Second, TiFlash is not good enough to cover JOIN scenarios between large tables. It only optimises JOIN scenarios between small tables and large tables. (Of course, we later learned from PingCAP that they will release a JOIN optimization function for large tables in July. Optimizations that allow a few small tables to JOIN a large table order of magnitude higher than the existing schema, and they will start to optimize the rest of the JOIN scenarios this year as well. If you are familiar with Spark, you may know that there are several algorithms for Hash Join, one of which is equivalent to broadcasting a small table to each data node and then performing Hash Join operations locally on the data node.
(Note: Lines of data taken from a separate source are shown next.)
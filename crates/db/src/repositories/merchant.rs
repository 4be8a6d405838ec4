use chrono::Utc;
use secrecy::ExposeSecret;

use dokan_core::domain::conversation::MerchantId;
use dokan_core::domain::merchant::{BotSettings, MerchantProfile};

use super::{column, decode_count, encode_timestamp, MerchantRepository, RepositoryError};
use crate::DbPool;

pub struct SqlMerchantRepository {
    pool: DbPool,
}

impl SqlMerchantRepository {
    pub fn new(pool: DbPool) -> Self {
        Self { pool }
    }
}

fn row_to_merchant(row: &sqlx::sqlite::SqliteRow) -> Result<MerchantProfile, RepositoryError> {
    let token: String = column(row, "page_access_token")?;
    let reply_delay_secs: i64 = column(row, "reply_delay_secs")?;

    Ok(MerchantProfile {
        id: MerchantId(column(row, "id")?),
        business_name: column(row, "business_name")?,
        business_address: column(row, "business_address")?,
        business_phone: column(row, "business_phone")?,
        delivery_policy: column(row, "delivery_policy")?,
        page_access_token: token.into(),
        settings: BotSettings {
            ai_reply_enabled: column(row, "ai_reply_enabled")?,
            hybrid_mode: column(row, "hybrid_mode")?,
            faq_only_mode: column(row, "faq_only_mode")?,
            reply_delay_secs: u64::from(decode_count("reply_delay_secs", reply_delay_secs)?),
        },
        subscription_active: column(row, "subscription_active")?,
    })
}

#[async_trait::async_trait]
impl MerchantRepository for SqlMerchantRepository {
    async fn find_by_id(
        &self,
        id: &MerchantId,
    ) -> Result<Option<MerchantProfile>, RepositoryError> {
        let row = sqlx::query(
            "SELECT id, business_name, business_address, business_phone, delivery_policy,
                    page_access_token, ai_reply_enabled, hybrid_mode, faq_only_mode,
                    reply_delay_secs, subscription_active
             FROM merchant WHERE id = ?",
        )
        .bind(&id.0)
        .fetch_optional(&self.pool)
        .await?;

        row.as_ref().map(row_to_merchant).transpose()
    }

    async fn save(&self, merchant: MerchantProfile) -> Result<(), RepositoryError> {
        let now = encode_timestamp(&Utc::now());
        let reply_delay_secs = i64::try_from(merchant.settings.reply_delay_secs)
            .map_err(|_| RepositoryError::Decode("reply_delay_secs out of range".to_string()))?;

        sqlx::query(
            "INSERT INTO merchant (id, business_name, business_address, business_phone,
                                   delivery_policy, page_access_token, ai_reply_enabled,
                                   hybrid_mode, faq_only_mode, reply_delay_secs,
                                   subscription_active, created_at, updated_at)
             VALUES (?, ?, ?, ?, ?, ?, ?, ?, ?, ?, ?, ?, ?)
             ON CONFLICT(id) DO UPDATE SET
                 business_name = excluded.business_name,
                 business_address = excluded.business_address,
                 business_phone = excluded.business_phone,
                 delivery_policy = excluded.delivery_policy,
                 page_access_token = excluded.page_access_token,
                 ai_reply_enabled = excluded.ai_reply_enabled,
                 hybrid_mode = excluded.hybrid_mode,
                 faq_only_mode = excluded.faq_only_mode,
                 reply_delay_secs = excluded.reply_delay_secs,
                 subscription_active = excluded.subscription_active,
                 updated_at = excluded.updated_at",
        )
        .bind(&merchant.id.0)
        .bind(&merchant.business_name)
        .bind(&merchant.business_address)
        .bind(&merchant.business_phone)
        .bind(&merchant.delivery_policy)
        .bind(merchant.page_access_token.expose_secret())
        .bind(merchant.settings.ai_reply_enabled)
        .bind(merchant.settings.hybrid_mode)
        .bind(merchant.settings.faq_only_mode)
        .bind(reply_delay_secs)
        .bind(merchant.subscription_active)
        .bind(&now)
        .bind(&now)
        .execute(&self.pool)
        .await?;

        Ok(())
    }
}

#[cfg(test)]
mod tests {
    use secrecy::ExposeSecret;

    use dokan_core::domain::conversation::MerchantId;
    use dokan_core::domain::merchant::{BotSettings, MerchantProfile};

    use super::SqlMerchantRepository;
    use crate::repositories::MerchantRepository;
    use crate::{connect_with_settings, migrations};

    async fn setup() -> sqlx::SqlitePool {
        let pool = connect_with_settings("sqlite::memory:", 1, 30).await.expect("connect");
        migrations::run_pending(&pool).await.expect("migrations");
        pool
    }

    fn sample_merchant(id: &str) -> MerchantProfile {
        MerchantProfile {
            id: MerchantId(id.to_string()),
            business_name: "Nakshi Kantha House".to_string(),
            business_address: Some("House 12, Road 5, Dhanmondi".to_string()),
            business_phone: None,
            delivery_policy: "Inside Dhaka 60 taka, outside 120 taka".to_string(),
            page_access_token: "EAAB-page-token".to_string().into(),
            settings: BotSettings { reply_delay_secs: 2, ..BotSettings::default() },
            subscription_active: true,
        }
    }

    #[tokio::test]
    async fn save_and_find_by_id() {
        let repo = SqlMerchantRepository::new(setup().await);
        repo.save(sample_merchant("page-1")).await.expect("save");

        let found = repo
            .find_by_id(&MerchantId("page-1".to_string()))
            .await
            .expect("find")
            .expect("should exist");

        assert_eq!(found.business_name, "Nakshi Kantha House");
        assert_eq!(found.business_phone, None);
        assert_eq!(found.settings.reply_delay_secs, 2);
        assert!(found.settings.hybrid_mode);
        assert_eq!(found.page_access_token.expose_secret(), "EAAB-page-token");
    }

    #[tokio::test]
    async fn save_upserts_settings() {
        let repo = SqlMerchantRepository::new(setup().await);
        let mut merchant = sample_merchant("page-1");
        repo.save(merchant.clone()).await.expect("save");

        merchant.settings.ai_reply_enabled = false;
        merchant.subscription_active = false;
        repo.save(merchant).await.expect("upsert");

        let found = repo
            .find_by_id(&MerchantId("page-1".to_string()))
            .await
            .expect("find")
            .expect("should exist");
        assert!(!found.replies_allowed());
    }

    #[tokio::test]
    async fn unknown_merchant_is_none() {
        let repo = SqlMerchantRepository::new(setup().await);
        let found = repo.find_by_id(&MerchantId("nope".to_string())).await.expect("find");
        assert!(found.is_none());
    }
}
impl Outbox<'_> {
    async fn action(&self, action: SenderAction) {
        if let Err(delivery_error) =
            self.messenger.send_action(self.token, &self.key.customer_id, action).await
        {
            debug!(
                event_name = "delivery.action.failed",
                correlation_id = self.correlation_id,
                action = action.as_str(),
                error = %delivery_error,
                "sender action not delivered"
            );
        }
    }

    /// Typing indicator, then the merchant's configured reply delay, then the text.
    async fn paced_text(&self, text: &str) {
        self.action(SenderAction::TypingOn).await;
        if !self.pacing.is_zero() {
            tokio::time::sleep(self.pacing).await;
        }
        self.text(text).await;
    }

    async fn text(&self, text: &str) {
        match self.messenger.send_text(self.token, &self.key.customer_id, text).await {
            Ok(()) => debug!(
                event_name = "delivery.message.sent",
                correlation_id = self.correlation_id,
                customer_id = %self.key.customer_id.0,
                "reply delivered"
            ),
            Err(delivery_error) => warn!(
                event_name = "delivery.message.failed",
                correlation_id = self.correlation_id,
                customer_id = %self.key.customer_id.0,
                error = %delivery_error,
                "reply not delivered"
            ),
        }
    }

    async fn image(&self, url: &str) {
        if let Err(delivery_error) =
            self.messenger.send_image(self.token, &self.key.customer_id, url).await
        {
            warn!(
                event_name = "delivery.image.failed",
                correlation_id = self.correlation_id,
                customer_id = %self.key.customer_id.0,
                error = %delivery_error,
                "image not delivered"
            );
        }
    }
}
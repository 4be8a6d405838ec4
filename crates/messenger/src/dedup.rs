use std::collections::HashMap;
use std::sync::{Mutex, MutexGuard};
use std::time::Duration;

use tokio::time::Instant;

/// Process-local record of event ids already accepted. Losing it on restart costs at
/// most one duplicate reply.
#[derive(Debug)]
pub struct Deduplicator {
    ttl: Duration,
    state: Mutex<DedupState>,
}

#[derive(Debug)]
struct DedupState {
    first_seen: HashMap<String, Instant>,
    last_purge: Instant,
}

impl Deduplicator {
    pub fn new(ttl: Duration) -> Self {
        let state = DedupState { first_seen: HashMap::new(), last_purge: Instant::now() };
        Self { ttl, state: Mutex::new(state) }
    }

    /// Returns `false` the first time an id is offered within the TTL and records it;
    /// every later call inside the window returns `true`.
    pub fn seen(&self, event_id: &str) -> bool {
        let now = Instant::now();
        let mut state = self.lock();

        if now.duration_since(state.last_purge) >= self.purge_interval() {
            let ttl = self.ttl;
            state.first_seen.retain(|_, first_seen| now.duration_since(*first_seen) < ttl);
            state.last_purge = now;
        }

        match state.first_seen.get(event_id) {
            Some(first_seen) if now.duration_since(*first_seen) < self.ttl => true,
            _ => {
                state.first_seen.insert(event_id.to_string(), now);
                false
            }
        }
    }

    pub fn len(&self) -> usize {
        self.lock().first_seen.len()
    }

    pub fn is_empty(&self) -> bool {
        self.len() == 0
    }

    fn purge_interval(&self) -> Duration {
        (self.ttl / 5).max(Duration::from_secs(1))
    }

    fn lock(&self) -> MutexGuard<'_, DedupState> {
        self.state.lock().unwrap_or_else(|poisoned| poisoned.into_inner())
    }
}
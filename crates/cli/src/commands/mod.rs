pub mod config;
pub mod doctor;
pub mod migrate;
pub mod seed;

use std::fmt::Display;

use dokan_core::config::{AppConfig, LoadOptions};
use serde::Serialize;
use tokio::runtime::Runtime;

#[derive(Debug, Clone)]
pub struct CommandResult {
    pub exit_code: u8,
    pub output: String,
}

#[derive(Debug, Serialize)]
struct CommandOutcome<'a> {
    command: &'a str,
    status: &'static str,
    error_class: Option<&'a str>,
    message: String,
}

impl CommandResult {
    pub fn success(command: &str, message: impl Into<String>) -> Self {
        let payload =
            CommandOutcome { command, status: "ok", error_class: None, message: message.into() };
        Self { exit_code: 0, output: serialize_payload(&payload) }
    }

    pub fn failure(
        command: &str,
        error_class: &str,
        message: impl Into<String>,
        exit_code: u8,
    ) -> Self {
        let payload = CommandOutcome {
            command,
            status: "error",
            error_class: Some(error_class),
            message: message.into(),
        };
        Self { exit_code, output: serialize_payload(&payload) }
    }

    /// Free-form report for commands whose output is meant for a terminal.
    pub fn report(output: String) -> Self {
        Self { exit_code: 0, output }
    }

    fn from_step(command: &str, outcome: Result<String, StepFailure>) -> Self {
        match outcome {
            Ok(message) => Self::success(command, message),
            Err(failure) => {
                Self::failure(command, failure.class, failure.message, failure.exit_code)
            }
        }
    }
}

/// A failed step of a database-backed command. `class` and `exit_code` are stable so
/// deployment scripts can branch on them.
#[derive(Debug)]
struct StepFailure {
    class: &'static str,
    message: String,
    exit_code: u8,
}

impl StepFailure {
    fn new(class: &'static str, message: impl Into<String>, exit_code: u8) -> Self {
        Self { class, message: message.into(), exit_code }
    }

    fn db_connectivity(error: impl Display) -> Self {
        Self::new("db_connectivity", error.to_string(), 4)
    }

    fn migration(error: impl Display) -> Self {
        Self::new("migration", error.to_string(), 5)
    }
}

fn prepare() -> Result<(AppConfig, Runtime), StepFailure> {
    let config = AppConfig::load(LoadOptions::default()).map_err(|error| {
        StepFailure::new("config_validation", format!("configuration issue: {error}"), 2)
    })?;
    let runtime =
        tokio::runtime::Builder::new_current_thread().enable_all().build().map_err(|error| {
            StepFailure::new(
                "runtime_init",
                format!("failed to initialize async runtime: {error}"),
                3,
            )
        })?;
    Ok((config, runtime))
}

fn serialize_payload(payload: &CommandOutcome<'_>) -> String {
    serde_json::to_string(payload).unwrap_or_else(|error| {
        format!(
            "{{\"command\":\"{}\",\"status\":\"error\",\
             \"error_class\":\"serialization\",\"message\":\"{}\"}}",
            payload.command,
            error.to_string().replace('\\', "\\\\").replace('"', "\\\"")
        )
    })
}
You can see the screenshot on the left of the following figure, which is a large screen statistics related to teacher recruitment:

This query took about 17 minutes to execute, and TiFlash was accessed in the actual process, but the whole time was actually spent on Hash Join, and not much time was spent on TiFlash. As can be seen from the figure, the overall load on TiDB server is very high. So the bottleneck is the TiDB server.

So we thought about how to break up the Hash Join, and we introduced TiSpark. As shown below:

In comparison tests (a single TiDB server is 8C 64GB), the same query allocated to a small TiSpark cluster takes about a third of the time. The following figure is a TiDB server cluster for BI after transformation:

The components of TiSpark and TiFlash are mainly added here. Since SQL can be clearly displayed on a large screen, many of them directly use TiSpark, while THE query statistics of BI analysts and BI platform directly use TiDB. Then intelligently choose to let it go TiKV or TiFlash.

TiDB Dashboard

The built-in Dashboard in TiDB 4.0 is, in my opinion, a big improvement in usability and “out of the box”.
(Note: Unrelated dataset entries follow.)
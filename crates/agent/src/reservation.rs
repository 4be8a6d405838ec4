use std::sync::Arc;

use dokan_core::commerce::catalog::Catalog;
use dokan_core::commerce::inventory::{
    plan_reservation, MutationOutcome, ReservationFailure, ReservationPlan, StockMutation,
};
use dokan_core::domain::conversation::MerchantId;
use dokan_core::domain::session::LineItem;
use dokan_core::errors::{ApplicationError, DomainError};
use dokan_db::repositories::{CatalogRepository, RepositoryError};
use thiserror::Error;
use tracing::{info, warn};

#[derive(Debug, Error)]
pub enum ReservationError {
    #[error(transparent)]
    Rejected(#[from] ReservationFailure),
    #[error("catalog could not be loaded: {0}")]
    Catalog(#[from] RepositoryError),
}

impl From<ReservationError> for ApplicationError {
    fn from(value: ReservationError) -> Self {
        match value {
            ReservationError::Rejected(failure) => DomainError::Reservation(failure).into(),
            ReservationError::Catalog(error) => Self::Persistence(error.to_string()),
        }
    }
}

/// Validates an order against live stock and takes the stock one product at a time.
///
/// Validation covers the whole order before anything is written. Each write is a conditional
/// decrement, so an order that loses a race for the last units is rejected as a stock
/// conflict instead of overselling. If a write fails or loses a race, the units already taken
/// are given back and the reservation is reported failed.
pub struct StockReserver {
    catalog: Arc<dyn CatalogRepository>,
}

impl StockReserver {
    pub fn new(catalog: Arc<dyn CatalogRepository>) -> Self {
        Self { catalog }
    }

    pub async fn reserve(
        &self,
        merchant_id: &MerchantId,
        items: &[LineItem],
    ) -> Result<ReservationPlan, ReservationError> {
        let catalog = Catalog::new(self.catalog.list_for_merchant(merchant_id).await?);
        let plan = plan_reservation(&catalog, items)?;

        let mut applied = Vec::with_capacity(plan.mutations.len());
        let mut outcomes = Vec::with_capacity(plan.mutations.len());
        for mutation in &plan.mutations {
            match self.catalog.decrement_stock(&mutation.product_id, mutation.quantity).await {
                Ok(true) => {
                    applied.push(mutation);
                    outcomes.push(MutationOutcome {
                        product_name: mutation.product_name.clone(),
                        succeeded: true,
                        detail: None,
                    });
                }
                Ok(false) => {
                    info!(
                        event_name = "inventory.stock.taken_concurrently",
                        merchant_id = %merchant_id.0,
                        product_id = %mutation.product_id.0,
                        quantity = mutation.quantity,
                        "stock changed between validation and reservation"
                    );
                    self.restore(merchant_id, applied).await;
                    return Err(self.conflict_after_race(merchant_id, items, mutation).await);
                }
                Err(error) => {
                    warn!(
                        event_name = "inventory.stock.write_failed",
                        merchant_id = %merchant_id.0,
                        product_id = %mutation.product_id.0,
                        error = %error,
                        "stock decrement failed"
                    );
                    outcomes.push(MutationOutcome {
                        product_name: mutation.product_name.clone(),
                        succeeded: false,
                        detail: Some(error.to_string()),
                    });
                }
            }
        }

        if applied.len() < plan.mutations.len() {
            self.restore(merchant_id, applied).await;
            return Err(ReservationFailure::MutationFailed { outcomes }.into());
        }

        info!(
            event_name = "inventory.stock.reserved",
            merchant_id = %merchant_id.0,
            products = plan.mutations.len(),
            "stock reserved"
        );
        Ok(plan)
    }

    /// Gives back a reservation whose order could not be recorded.
    pub async fn release(&self, merchant_id: &MerchantId, plan: &ReservationPlan) -> usize {
        self.restore(merchant_id, plan.mutations.iter().collect()).await
    }

    /// Re-validates against the stock left by the competing order so the customer hears
    /// which products fell short.
    async fn conflict_after_race(
        &self,
        merchant_id: &MerchantId,
        items: &[LineItem],
        lost: &StockMutation,
    ) -> ReservationError {
        if let Ok(products) = self.catalog.list_for_merchant(merchant_id).await {
            if let Err(failure) = plan_reservation(&Catalog::new(products), items) {
                return failure.into();
            }
        }
        ReservationFailure::StockConflict {
            out_of_stock: vec![lost.product_name.clone()],
            insufficient: Vec::new(),
        }
        .into()
    }

    async fn restore(&self, merchant_id: &MerchantId, mutations: Vec<&StockMutation>) -> usize {
        let mut restored = 0;
        for mutation in mutations {
            match self.catalog.increment_stock(&mutation.product_id, mutation.quantity).await {
                Ok(()) => restored += 1,
                Err(error) => warn!(
                    event_name = "inventory.stock.restore_failed",
                    merchant_id = %merchant_id.0,
                    product_id = %mutation.product_id.0,
                    quantity = mutation.quantity,
                    error = %error,
                    "could not restore stock; manual reconciliation needed"
                ),
            }
        }
        restored
    }
}
use rust_decimal::Decimal;
use serde::{Deserialize, Serialize};

use crate::commerce::catalog::Catalog;
use crate::domain::order::OrderLine;
use crate::domain::session::LineItem;

#[derive(Clone, Debug, PartialEq, Eq, Serialize, Deserialize)]
pub struct PricedOrder {
    pub lines: Vec<OrderLine>,
    /// Requested items with no catalog match; they carry no price.
    pub unresolved: Vec<LineItem>,
    pub subtotal: Decimal,
    pub delivery_charge: Decimal,
    pub total: Decimal,
}

impl PricedOrder {
    pub fn from_lines(lines: Vec<OrderLine>, delivery_charge: Decimal) -> Self {
        let subtotal = lines.iter().map(OrderLine::line_total).sum::<Decimal>();
        Self {
            lines,
            unresolved: Vec::new(),
            subtotal,
            delivery_charge,
            total: subtotal + delivery_charge,
        }
    }
}

/// total = sum(matched price * quantity) + delivery charge
pub fn price_items(catalog: &Catalog, items: &[LineItem], delivery_charge: Decimal) -> PricedOrder {
    let mut lines = Vec::new();
    let mut unresolved = Vec::new();

    for item in items {
        match catalog.match_name(&item.product_name) {
            Some(product) => lines.push(OrderLine {
                product_id: product.id.clone(),
                product_name: product.name.clone(),
                quantity: item.quantity,
                unit_price: product.price,
            }),
            None => unresolved.push(item.clone()),
        }
    }

    PricedOrder { unresolved, ..PricedOrder::from_lines(lines, delivery_charge) }
}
There is also a way to look up hot topics in version 3.0, but relatively there may be a certain learning cost, and the information is scattered. Now version 4.0 puts it all in the Dashboard, presenting it to users in a more intuitive way. Then there is Dashboard, such as log collection and slow log, which is the same logic as the previous one, in fact, to make TiDB easier for users. If there is no such thing, if the user cluster is small, you can check the specific node. If the cluster size is large, Users may want to prepare a set of log extraction, log reporting things, in fact, there is a certain cost of landing. One piece is a piece of the cluster diagnosis, cluster to diagnose this as our business actually one regular activities every week, sometimes r&d said I this week and the quantity of last week and had no obvious change, but actually feel down longer response time, actually can generate the specified diagnosis report, I can clear a baseline range inside compare:

Backup & Restore

Before TiDB is relatively blank in the backup part, and only supports logical backup. However, the efficiency of logical backup is very low in the case of large data volume, so the BR tool in 4.0 now favors physical backup, which is very encouraging.
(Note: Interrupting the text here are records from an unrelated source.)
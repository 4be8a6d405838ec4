pub mod catalog;
pub mod inventory;
pub mod pricing;

pub use catalog::Catalog;
pub use inventory::{
    plan_reservation, MutationOutcome, ReservationFailure, ReservationPlan, StockMutation,
    StockShortfall,
};
pub use pricing::{price_items, PricedOrder};
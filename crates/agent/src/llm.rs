//! Chat-completion clients for the language model collaborators.
//!
//! Both providers speak a `messages` array of role/content pairs. The OpenAI-compatible
//! client walks its configured API keys in order and only gives up once every key has
//! failed; the caller then treats the turn as having no model output.

use std::sync::Arc;
use std::time::Duration;

use async_trait::async_trait;
use dokan_core::config::{LlmConfig, LlmProvider};
use secrecy::{ExposeSecret, SecretString};
use serde::{Deserialize, Serialize};
use serde_json::Value;
use thiserror::Error;
use tracing::warn;

const OPENAI_DEFAULT_BASE_URL: &str = "https://api.openai.com/v1";
const OLLAMA_DEFAULT_BASE_URL: &str = "http://localhost:11434";

#[derive(Clone, Copy, Debug, PartialEq, Eq, Serialize, Deserialize)]
#[serde(rename_all = "lowercase")]
pub enum PromptRole {
    System,
    User,
    Assistant,
}

#[derive(Clone, Debug, PartialEq, Eq, Serialize, Deserialize)]
pub struct PromptMessage {
    pub role: PromptRole,
    pub content: String,
}

impl PromptMessage {
    pub fn system(content: impl Into<String>) -> Self {
        Self { role: PromptRole::System, content: content.into() }
    }

    pub fn user(content: impl Into<String>) -> Self {
        Self { role: PromptRole::User, content: content.into() }
    }

    pub fn assistant(content: impl Into<String>) -> Self {
        Self { role: PromptRole::Assistant, content: content.into() }
    }
}

#[derive(Debug, Error)]
pub enum LlmError {
    #[error("llm client could not be built: {0}")]
    Client(String),
    #[error("no llm api key is configured")]
    NoCredentials,
    #[error("llm request failed: {0}")]
    Request(#[from] reqwest::Error),
    #[error("llm api returned status {status}: {body}")]
    Api { status: u16, body: String },
    #[error("llm response carried no message content")]
    EmptyResponse,
    #[error("all {attempts} llm api key(s) failed; last error: {last}")]
    AllKeysFailed { attempts: usize, last: String },
}

#[async_trait]
pub trait LlmClient: Send + Sync {
    async fn complete(&self, messages: &[PromptMessage]) -> Result<String, LlmError>;
}

pub fn client_from_config(config: &LlmConfig) -> Result<Arc<dyn LlmClient>, LlmError> {
    let timeout = Duration::from_secs(config.timeout_secs);
    let client: Arc<dyn LlmClient> = match config.provider {
        LlmProvider::OpenAi => Arc::new(OpenAiClient::new(
            config.base_url.as_deref().unwrap_or(OPENAI_DEFAULT_BASE_URL),
            &config.model,
            config.api_keys.clone(),
            timeout,
        )?),
        LlmProvider::Ollama => Arc::new(OllamaClient::new(
            config.base_url.as_deref().unwrap_or(OLLAMA_DEFAULT_BASE_URL),
            &config.model,
            timeout,
        )?),
    };
    Ok(client)
}

fn http_client(timeout: Duration) -> Result<reqwest::Client, LlmError> {
    reqwest::Client::builder()
        .timeout(timeout)
        .build()
        .map_err(|error| LlmError::Client(error.to_string()))
}

async fn read_json(response: reqwest::Response) -> Result<Value, LlmError> {
    if !response.status().is_success() {
        let status = response.status().as_u16();
        let body = response.text().await.unwrap_or_default();
        return Err(LlmError::Api { status, body });
    }
    Ok(response.json().await?)
}

#[derive(Serialize)]
struct ChatRequest<'a> {
    model: &'a str,
    messages: &'a [PromptMessage],
    #[serde(skip_serializing_if = "Option::is_none")]
    temperature: Option<f32>,
    #[serde(skip_serializing_if = "Option::is_none")]
    stream: Option<bool>,
}

/// `POST {base_url}/chat/completions` with bearer authentication.
pub struct OpenAiClient {
    base_url: String,
    model: String,
    api_keys: Vec<SecretString>,
    client: reqwest::Client,
}

impl OpenAiClient {
    pub fn new(
        base_url: &str,
        model: &str,
        api_keys: Vec<SecretString>,
        timeout: Duration,
    ) -> Result<Self, LlmError> {
        Ok(Self {
            base_url: base_url.trim_end_matches('/').to_string(),
            model: model.to_string(),
            api_keys,
            client: http_client(timeout)?,
        })
    }

    async fn complete_with_key(
        &self,
        api_key: &SecretString,
        messages: &[PromptMessage],
    ) -> Result<String, LlmError> {
        let url = format!("{}/chat/completions", self.base_url);
        let body =
            ChatRequest { model: &self.model, messages, temperature: Some(0.2), stream: None };
        let response =
            self.client.post(&url).bearer_auth(api_key.expose_secret()).json(&body).send().await?;

        let payload = read_json(response).await?;
        message_content(&payload["choices"][0]["message"])
    }
}

#[async_trait]
impl LlmClient for OpenAiClient {
    async fn complete(&self, messages: &[PromptMessage]) -> Result<String, LlmError> {
        if self.api_keys.is_empty() {
            return Err(LlmError::NoCredentials);
        }

        let mut last_error = None;
        for (key_index, api_key) in self.api_keys.iter().enumerate() {
            match self.complete_with_key(api_key, messages).await {
                Ok(content) => return Ok(content),
                Err(error) => {
                    warn!(
                        event_name = "llm.request.key_failed",
                        key_index,
                        remaining = self.api_keys.len() - key_index - 1,
                        error = %error,
                        "llm call failed; trying next key"
                    );
                    last_error = Some(error);
                }
            }
        }

        Err(LlmError::AllKeysFailed {
            attempts: self.api_keys.len(),
            last: last_error.map(|error| error.to_string()).unwrap_or_default(),
        })
    }
}

/// `POST {base_url}/api/chat` without streaming.
pub struct OllamaClient {
    base_url: String,
    model: String,
    client: reqwest::Client,
}

impl OllamaClient {
    pub fn new(base_url: &str, model: &str, timeout: Duration) -> Result<Self, LlmError> {
        Ok(Self {
            base_url: base_url.trim_end_matches('/').to_string(),
            model: model.to_string(),
            client: http_client(timeout)?,
        })
    }
}

#[async_trait]
impl LlmClient for OllamaClient {
    async fn complete(&self, messages: &[PromptMessage]) -> Result<String, LlmError> {
        let url = format!("{}/api/chat", self.base_url);
        let body =
            ChatRequest { model: &self.model, messages, temperature: None, stream: Some(false) };
        let response = self.client.post(&url).json(&body).send().await?;

        let payload = read_json(response).await?;
        message_content(&payload["message"])
    }
}

fn message_content(message: &Value) -> Result<String, LlmError> {
    message["content"]
        .as_str()
        .map(str::trim)
        .filter(|content| !content.is_empty())
        .map(str::to_string)
        .ok_or(LlmError::EmptyResponse)
}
BR itself communicates with PD to get the current timestamp and the current distribution of TiKV, and BR itself internally starts a temporary TiDB instance to build a backup related request information and send the request information to each TiKV node. Therefore, the backup process is actually a distributed backup. The designated TiKV node will only back up the primary node on its current instance, which is similar to physical backup. When it finishes backing up the Region Leader, it will return the corresponding metadata to BR, which will save the metadata in a separate file. Then use it for recovery.

We tried it briefly, as shown below:

We backed up in the way of shared storage according to the official suggestion, which means that the same shared storage was hung on the BR machine and all TiKV machines to make a backup. A 2.4T TiDB instance was backed up for about several hours. This time can be further optimized. Because I think the average speed is only more than 80 megabytes, may be limited by the current SAS disk bandwidth problem, the later adjustment will be faster. You can also see the size of each directory in BR backup. The total backup size can be seen as more than 700 GB.

That’s all for sharing. Thank you.

This article is adapted from Chao Xu’s talk at TiDB DevCon 2020.